Where you hear affects response to what you hear


August 08, 1993|By Stephen Wigler | Stephen Wigler,Music Critic

While this may not come as a surprise to many of my readers, I'm sometimes off base in my musical judgments.

This came home with startling (and ego-deflating) clarity recently when I received Evgeny Kissin's new recording of the Rachmaninoff Third Piano Concerto with Seiji Ozawa and the Boston Symphony Orchestra (RCA Red Seal). There is no recent recording for which I waited with such anticipation. I visited Boston in January to hear Kissin's three performances of the piece -- the ones from which the recording was made. I thought the performances among the most spectacular I had ever heard. I fully expected Kissin's new record to place him among the handful of giants -- the composer himself, Vladimir Horowitz, By- ron Janis, Van Cliburn and Martha Argerich -- who have vanquished this Mount Everest of the pianist's repertory.

Imagine my surprise when I heard a statement of the concerto's opening theme that made it sound as if the pianist were sleepwalking. The performance didn't get any better. In the first movement cadenza, the massive chords never led to an orgasmic resolution; the slow movement was insufficiently dreamy; and the finale never short-circuited the nervous system as great performances of this piece are wont to do.

Unwilling to accept the possibility that I had overvalued what I had heard in Boston, I came up with a theory. In patching together the record from the three performances that RCA had taped, Kissin's producer selected the wrong parts, opting for accuracy over excitement. So I obtained unedited tapes of two of the performances I had enjoyed so much.

Guess what? The tapes were as disappointing as the CD. How could I have been so misled? And, secondarily, why couldn't the 21-year-old Kissin, the most brilliant Chopin player of his generation, come up with a better performance of the greatest of all Slavic concertos?

I was in Boston to interview Kissin, not to review him, but I must admit that I would have given him a rave. Among the things that this experience teaches is that listening to a record and listening in a concert hall are different phenomena.

When we listen to a recorded performance we hear it in the context of other records. We can stop the performance at any time and put another on. In the age of the compact disc, we can even compare the same few measures in several different performances. Listening in the concert hall is more passive. If I do not like the way someone plays the opening of the Rachmaninoff Third, I cannot hit the eject button on my CD player and select another. And because you choose to sit in the concert hall, you're more likely to listen with an open mind and to enjoy what you're offered.

Add to this the important visual aspect of listening to live music. When you listen to the Rachmaninoff Third live -- no matter how many times you have heard it -- you cannot fail to be aware of how difficult it is, how much strength it demands and what stamina it requires. And when you hear a shy young man, who looks even younger than his 21 years, conquer its technical difficulties with such ravishing playing, you cannot fail to be impressed. There are details in Kissin's performance that continue to take my breath away. Rachmaninoff put some of his most cruelly demanding writing in the utmost reaches of the keyboard so that it might penetrate the massive orchestration. Almost all pianists resort to a certain amount of clattery percussiveness in these passages; Kissin made them sound beautiful -- almost as if he were singing rather than striking keys that make hammers hit tightly wound steel strings.

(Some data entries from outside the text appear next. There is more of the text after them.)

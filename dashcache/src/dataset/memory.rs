// Copyright (c) 2024-2025 DashCache Contributors
// SPDX-License-Identifier: Apache-2.0
//
//! In-memory dataset store

use super::{DatasetAccessor, TabularSnapshot};
use crate::error::AccessorError;
use chrono::{DateTime, Duration, Utc};
use parking_lot::{Mutex, RwLock};
use serde_json::Value;
use std::collections::HashMap;
use std::sync::Arc;

struct StoredDataset {
    snapshot: Arc<TabularSnapshot>,
    last_modified: DateTime<Utc>,
}

/// Thread-safe in-memory [`DatasetAccessor`].
///
/// Every mutation stamps the dataset with a strictly increasing modification
/// time, even when the wall clock has not advanced between two writes.
pub struct InMemoryDatasetStore {
    datasets: RwLock<HashMap<String, StoredDataset>>,
    last_stamp: Mutex<Option<DateTime<Utc>>>,
}

impl InMemoryDatasetStore {
    pub fn new() -> Self {
        Self {
            datasets: RwLock::new(HashMap::new()),
            last_stamp: Mutex::new(None),
        }
    }

    fn next_stamp(&self) -> DateTime<Utc> {
        let mut last = self.last_stamp.lock();
        let now = Utc::now();
        let stamp = match *last {
            Some(prev) if now <= prev => prev + Duration::microseconds(1),
            _ => now,
        };
        *last = Some(stamp);
        stamp
    }

    /// Publish a new snapshot for a dataset, returning its modification stamp
    pub fn replace(&self, name: &str, snapshot: TabularSnapshot) -> DateTime<Utc> {
        let stamp = self.next_stamp();
        self.replace_at(name, snapshot, stamp);
        stamp
    }

    /// Publish a snapshot with an explicit modification time.
    ///
    /// Later automatic stamps are kept after `last_modified`.
    pub fn replace_at(&self, name: &str, snapshot: TabularSnapshot, last_modified: DateTime<Utc>) {
        {
            let mut last = self.last_stamp.lock();
            if last.map_or(true, |prev| last_modified > prev) {
                *last = Some(last_modified);
            }
        }
        log::debug!(
            "Dataset '{}' replaced: {} rows",
            name,
            snapshot.row_count()
        );
        self.datasets.write().insert(
            name.to_string(),
            StoredDataset {
                snapshot: Arc::new(snapshot),
                last_modified,
            },
        );
    }

    /// Append rows to an existing dataset.
    ///
    /// Returns the new row count, or `None` if the dataset is unknown.
    /// Snapshots already handed out are left untouched.
    pub fn append_rows(&self, name: &str, rows: Vec<Vec<Value>>) -> Option<usize> {
        let stamp = self.next_stamp();
        let mut datasets = self.datasets.write();
        let stored = datasets.get_mut(name)?;

        let snapshot = Arc::make_mut(&mut stored.snapshot);
        snapshot.extend_rows(rows);
        stored.last_modified = stamp;
        Some(snapshot.row_count())
    }

    /// Bump the modification time without changing content
    pub fn touch(&self, name: &str) -> bool {
        let stamp = self.next_stamp();
        match self.datasets.write().get_mut(name) {
            Some(stored) => {
                stored.last_modified = stamp;
                true
            }
            None => false,
        }
    }

    pub fn remove(&self, name: &str) -> bool {
        self.datasets.write().remove(name).is_some()
    }

    pub fn contains(&self, name: &str) -> bool {
        self.datasets.read().contains_key(name)
    }

    /// Sorted dataset names
    pub fn dataset_names(&self) -> Vec<String> {
        let mut names: Vec<String> = self.datasets.read().keys().cloned().collect();
        names.sort();
        names
    }

    pub fn row_count(&self, name: &str) -> Option<usize> {
        self.datasets
            .read()
            .get(name)
            .map(|stored| stored.snapshot.row_count())
    }
}

impl Default for InMemoryDatasetStore {
    fn default() -> Self {
        Self::new()
    }
}

impl DatasetAccessor for InMemoryDatasetStore {
    fn load_data(&self, name: &str) -> Result<Option<Arc<TabularSnapshot>>, AccessorError> {
        Ok(self
            .datasets
            .read()
            .get(name)
            .map(|stored| Arc::clone(&stored.snapshot)))
    }

    fn get_last_modified(&self, name: &str) -> Result<Option<DateTime<Utc>>, AccessorError> {
        Ok(self.datasets.read().get(name).map(|stored| stored.last_modified))
    }
}
// Copyright (c) 2024-2025 DashCache Contributors
// SPDX-License-Identifier: Apache-2.0
//
//! Report formatting for CLI output

use colored::*;
use comfy_table::{presets::UTF8_FULL, Cell, Color, Table};
use dashcache::{CacheConfig, CacheManagerStats, ServedFrom};

use super::commands::OutputFormat;
use super::scenario::ReplayReport;

/// Formatter for rule listings and replay reports
pub struct ReportFormatter;

impl ReportFormatter {
    /// Format the configured caching rule of every endpoint as a table
    pub fn format_rules(config: &CacheConfig) -> String {
        if config.endpoints.is_empty() && config.fallback.is_none() {
            return format!("{}\n", "No endpoints configured".yellow());
        }

        let mut output = String::new();
        output.push_str(&format!("{}\n", "Endpoint Rules".bold().green()));
        if !config.enabled {
            output.push_str(&format!("{}\n", "Caching is disabled".yellow()));
        }
        output.push_str(&format!(
            "Max response entries: {}\n\n",
            config
                .response
                .max_entries
                .map_or("unbounded".to_string(), |n| n.to_string())
        ));

        let mut table = Table::new();
        table.load_preset(UTF8_FULL);
        table.set_header(
            ["Endpoint", "Tier", "Datasets", "Time Columns", "Tracks Modified"]
                .iter()
                .map(|h| Cell::new(h).fg(Color::Green))
                .collect::<Vec<_>>(),
        );

        for (endpoint, endpoint_config) in &config.endpoints {
            if endpoint_config.startup_once {
                table.add_row(vec![
                    endpoint.clone(),
                    "startup_once".to_string(),
                    "-".to_string(),
                    "-".to_string(),
                    "-".to_string(),
                ]);
            } else {
                table.add_row(Self::rule_row(endpoint, &endpoint_config.datasets));
            }
        }

        if let Some(fallback) = &config.fallback {
            table.add_row(Self::rule_row("* (fallback)", &fallback.datasets));
        }

        output.push_str(&table.to_string());
        output.push('\n');
        output
    }

    fn rule_row(endpoint: &str, datasets: &[dashcache::DatasetRule]) -> Vec<String> {
        let names: Vec<&str> = datasets.iter().map(|d| d.dataset.as_str()).collect();
        let time_columns: Vec<String> = datasets
            .iter()
            .map(|d| format!("{}.{}", d.dataset, d.time_column.as_deref().unwrap_or("-")))
            .collect();
        let tracked: Vec<&str> = datasets
            .iter()
            .filter(|d| d.track_modified)
            .map(|d| d.dataset.as_str())
            .collect();

        vec![
            endpoint.to_string(),
            "fingerprint".to_string(),
            Self::join_or_dash(&names),
            if time_columns.is_empty() {
                "-".to_string()
            } else {
                time_columns.join(", ")
            },
            Self::join_or_dash(&tracked),
        ]
    }

    fn join_or_dash(items: &[&str]) -> String {
        if items.is_empty() {
            "-".to_string()
        } else {
            items.join(", ")
        }
    }

    /// Format a replay report in the specified format
    pub fn format_report(report: &ReplayReport, format: OutputFormat) -> String {
        match format {
            OutputFormat::Table => Self::format_report_table(report),
            OutputFormat::Json => Self::format_report_json(report),
        }
    }

    fn format_report_table(report: &ReplayReport) -> String {
        let mut output = String::new();

        if let Some(description) = &report.description {
            output.push_str(&format!("{}\n", description.italic()));
        }
        output.push_str(&format!("Steps replayed: {}\n", report.outcomes.len()));
        output.push_str(&format!("Payloads computed: {}\n\n", report.computations));

        let mut table = Table::new();
        table.load_preset(UTF8_FULL);
        table.set_header(
            ["#", "Action", "Target", "Served From", "Detail"]
                .iter()
                .map(|h| Cell::new(h).fg(Color::Green))
                .collect::<Vec<_>>(),
        );

        for outcome in &report.outcomes {
            let served = match outcome.served_from {
                Some(ServedFrom::ResponseCache) => Cell::new("response cache").fg(Color::Green),
                Some(ServedFrom::Startup) => Cell::new("startup").fg(Color::Cyan),
                Some(ServedFrom::Computed) => Cell::new("computed").fg(Color::Yellow),
                None => Cell::new(""),
            };
            table.add_row(vec![
                Cell::new(outcome.step),
                Cell::new(outcome.action),
                Cell::new(&outcome.target),
                served,
                Cell::new(&outcome.detail),
            ]);
        }

        output.push_str(&table.to_string());
        output.push('\n');
        output.push_str(&Self::format_stats(&report.stats));
        output
    }

    /// Format cache statistics as a two-column table
    pub fn format_stats(stats: &CacheManagerStats) -> String {
        let response = &stats.response;
        let startup = &stats.startup;

        let mut table = Table::new();
        table.load_preset(UTF8_FULL);
        table.set_header(vec![
            Cell::new("Statistic").fg(Color::Green),
            Cell::new("Value").fg(Color::Green),
        ]);

        let rows: Vec<(&str, String)> = vec![
            ("response.entries", response.entries.to_string()),
            ("response.hits", response.hits.to_string()),
            ("response.misses", response.misses.to_string()),
            ("response.stale", response.stale.to_string()),
            ("response.uncacheable", response.uncacheable.to_string()),
            ("response.stores", response.stores.to_string()),
            ("response.evictions", response.evictions.to_string()),
            (
                "response.hit_rate",
                format!("{:.1}%", response.hit_rate() * 100.0),
            ),
            ("startup.cached_endpoints", startup.cached_endpoints.to_string()),
            ("startup.startup_time", startup.startup_time.to_rfc3339()),
            ("startup.cache_keys", startup.cache_keys.join(", ")),
        ];
        for (name, value) in rows {
            table.add_row(vec![name.to_string(), value]);
        }

        format!(
            "\n{}\n{}\n",
            "Cache Statistics".bold().green(),
            table
        )
    }

    fn format_report_json(report: &ReplayReport) -> String {
        match serde_json::to_string_pretty(report) {
            Ok(json) => format!("{}\n", json),
            Err(e) => format!(
                "{{\"status\": \"error\", \"error\": \"Could not serialize report: {}\"}}\n",
                e
            ),
        }
    }
}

There was plenty to admire in Kissin's playing, but it took listening to his record in the objectivity of my living room to realize that the totality of the performance wasn't equal to the sum of its parts.

But that begs the question of why the performance wasn't better. I can start by pointing out a few particulars in the first movement. The composer marks the opening "Allegro non tanto" ("fast, but not too much"); then he marks a series of 16th notes "piu mosso" ("more agitated"); and, then as the piece moves toward the cadenza, Rachmaninoff asks for "piu vivo" ("more briskly"). Kissin responds to the beauty of the piece in a linear sense, but not to its central pulse and drive. He plays the opening very slowly indeed, honoring "non tanto" more than "allegro." Then he accelerates dramatically in the "piu mosso" section, speeding up even more markedly when the composer calls for "piu vivo." This destroys the sense of proportion in the first movement and robs it of the opportunity to develop momentum.